Jerusalem as seen from the Mount of Olives with a Jewish cemetery at the foreground facing its eastern wall where the Messiah is believed would pass through when he comes. It is the very route Jesus had taken more than 2000 years ago on Palm Sunday before his Passion, Death and Resurrection. Photo by author, 04 May 2019.

When Ordinary Time started in January and was briefly paused until three weeks ago by Lent and Easter Seasons, we have already embarked in the journey of Jesus beginning around the shores of Galilee.

As we resume the Ordinary Time with Jerusalem as destination, Jesus continues to invite us to come and follow him. His call is very simple. Follow me. And, it is sometimes funny that the first time we accepted his invitation, we just followed him without even saying yes. Oh, how free and faithful we were!

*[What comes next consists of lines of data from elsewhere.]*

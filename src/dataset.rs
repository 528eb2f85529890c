use std::collections::HashSet;

use crate::config::AestheticConfig;
use crate::record::VectorRecord;

/// 一个风格的全部数据：按文件顺序排列的记录，以及人工整理的聚类和离群标签
///
/// 聚类和离群标签可以引用不存在的标签，后续处理时直接忽略。
#[derive(Debug, Clone)]
pub struct AestheticDataset {
    pub name: String,
    pub records: Vec<VectorRecord>,
    pub cluster_groups: Vec<Vec<String>>,
    pub outlier_labels: HashSet<String>,
}

impl AestheticDataset {
    pub fn new(
        name: impl Into<String>,
        records: Vec<VectorRecord>,
        cluster_groups: Vec<Vec<String>>,
        outliers: impl IntoIterator<Item = String>,
    ) -> Self {
        Self {
            name: name.into(),
            records,
            cluster_groups,
            outlier_labels: outliers.into_iter().collect(),
        }
    }

    pub fn from_config(config: &AestheticConfig, records: Vec<VectorRecord>) -> Self {
        Self::new(
            config.name.clone(),
            records,
            config.clusters.clone(),
            config.outliers.iter().cloned(),
        )
    }

    pub fn len(&self) -> usize {
        self.records.len()
    }

    pub fn is_empty(&self) -> bool {
        self.records.is_empty()
    }

    pub fn is_outlier(&self, label: &str) -> bool {
        self.outlier_labels.contains(label)
    }
}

But, after many detours and changes of directions along with the many trials and sufferings, we begin to ask questions, seeking clarifications, wondering if we should still continue or just leave and go back to our old ways.

What, who is holding us from being totally free and faithful to Christ?

May the love of Jesus guide us and increase our faith in him so we may also be resolutely determined, free and faithful to continue with him in this journey to fullness of life in him. Amen.

Have a blessed week ahead, everyone!